16 May 2022

Anglo-French cooperation essential to protect salmonids at sea

Scientists and fisheries managers meet in France for International SAMARCH Forum

Electro-fishingPreliminary findings from tracking studies carried out by the SAMARCH research programme show that sea trout from France migrate to the UK coast and vice versa, and that individuals from both France and the UK are sharing similar marine feeding habitat. The results highlight the need for international management of sea trout at sea.

The SAMARCH research is being shared at an international forum, Salmon and sea trout: scientific tools for their protection (Saumon & Truite de mer: des outils scientifiques au service de leur protection) taking place on 17 and 18 May 2022 in Pléneuf Val André (France). Over 120 international participants, focused on the management and protection of wild salmon and sea trout, are coming together at the event organised by Bretagne Grands Migrateurs.

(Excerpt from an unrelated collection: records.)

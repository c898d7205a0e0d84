//! Property tests for the ledger invariants

mod common;

use std::sync::Arc;

use proptest::prelude::*;

use common::{DAY_MS, START_MS, test_config};
use loyalty_engine::{AwardRequest, LoyaltyDb, LoyaltyError, LoyaltyService, ManualClock};

#[derive(Debug, Clone)]
enum Op {
    Award(i64),
    Redeem,
    Adjust(i64),
    Advance(i64),
}

fn op() -> impl Strategy<Value = Op> {
    prop_oneof![
        4 => (1_i64..600).prop_map(Op::Award),
        2 => Just(Op::Redeem),
        2 => (-400_i64..400).prop_map(Op::Adjust),
        1 => (1_i64..6).prop_map(Op::Advance),
    ]
}

fn service(clock: &ManualClock) -> LoyaltyService {
    let mut config = test_config();
    config.engine.welcome_bonus = 100;
    config.engine.points_validity_days = Some(7);
    let db = LoyaltyDb::open_in_memory().expect("in-memory db");
    LoyaltyService::new(&config, db, Arc::new(clock.clone())).expect("service")
}

proptest! {
    #![proptest_config(ProptestConfig::with_cases(48))]

    #[test]
    fn test_balance_matches_log_after_any_sequence(ops in prop::collection::vec(op(), 1..40)) {
        let clock = ManualClock::new(START_MS);
        let svc = service(&clock);
        let member_id = svc.enroll("user-1", None).expect("enroll").member.id;
        let mut last_lifetime = 0;

        for (i, op) in ops.into_iter().enumerate() {
            let result = match op {
                Op::Award(points) => svc
                    .award_points(AwardRequest::new(&member_id, points, "purchase", format!("o-{i}")))
                    .map(|_| ()),
                Op::Redeem => svc.redeem_points(&member_id, "coffee", None).map(|_| ()),
                Op::Adjust(points) => svc
                    .adjust_points(&member_id, points, "property", &format!("adj-{i}"))
                    .map(|_| ()),
                Op::Advance(days) => {
                    clock.advance(days * DAY_MS);
                    svc.expire_due().map(|_| ())
                }
            };
            match result {
                Ok(())
                | Err(LoyaltyError::InsufficientPoints { .. })
                | Err(LoyaltyError::InvalidPoints(0)) => {}
                Err(e) => return Err(TestCaseError::fail(format!("unexpected error: {e}"))),
            }

            let view = svc.get_balance(&member_id).expect("balance");
            let history = svc.history(&member_id).expect("history");
            let from_log: i64 = history.iter().map(|tx| tx.balance_contribution()).sum();
            prop_assert_eq!(view.balance, from_log);
            prop_assert!(view.balance >= 0);
            prop_assert!(svc.reconcile(&member_id).expect("reconcile").is_consistent());

            prop_assert!(view.lifetime_points >= last_lifetime);
            last_lifetime = view.lifetime_points;
            let resolved = svc.tier_table().resolve(view.lifetime_points).expect("resolve");
            prop_assert_eq!(&view.tier, &resolved.id);
        }
    }

    #[test]
    fn test_multiplier_floors_scaled_points(raw in 1_i64..100_000) {
        let clock = ManualClock::new(START_MS);
        let svc = service(&clock);
        let table = svc.tier_table();
        for tier in table.tiers() {
            let scaled = table.apply_multiplier(tier, raw);
            prop_assert!(scaled as f64 <= raw as f64 * tier.multiplier);
            prop_assert!((scaled + 1) as f64 > raw as f64 * tier.multiplier);
        }
    }
}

The SAMARCH (SAlmonid MAnagement Round the Channel) programme is funded by the Interreg VA ‘France (Channel) England Programme’ for a period of seven years from 2017 to 2023. It aims to improve the management of salmon and sea trout populations in the Channel.

The forum brings together scientists and fisheries managers from France and England, in order to present the first results of the SAMARCH research programme and take stock of the current knowledge on salmon and sea trout in the rivers, estuaries and coastal areas between France and the UK.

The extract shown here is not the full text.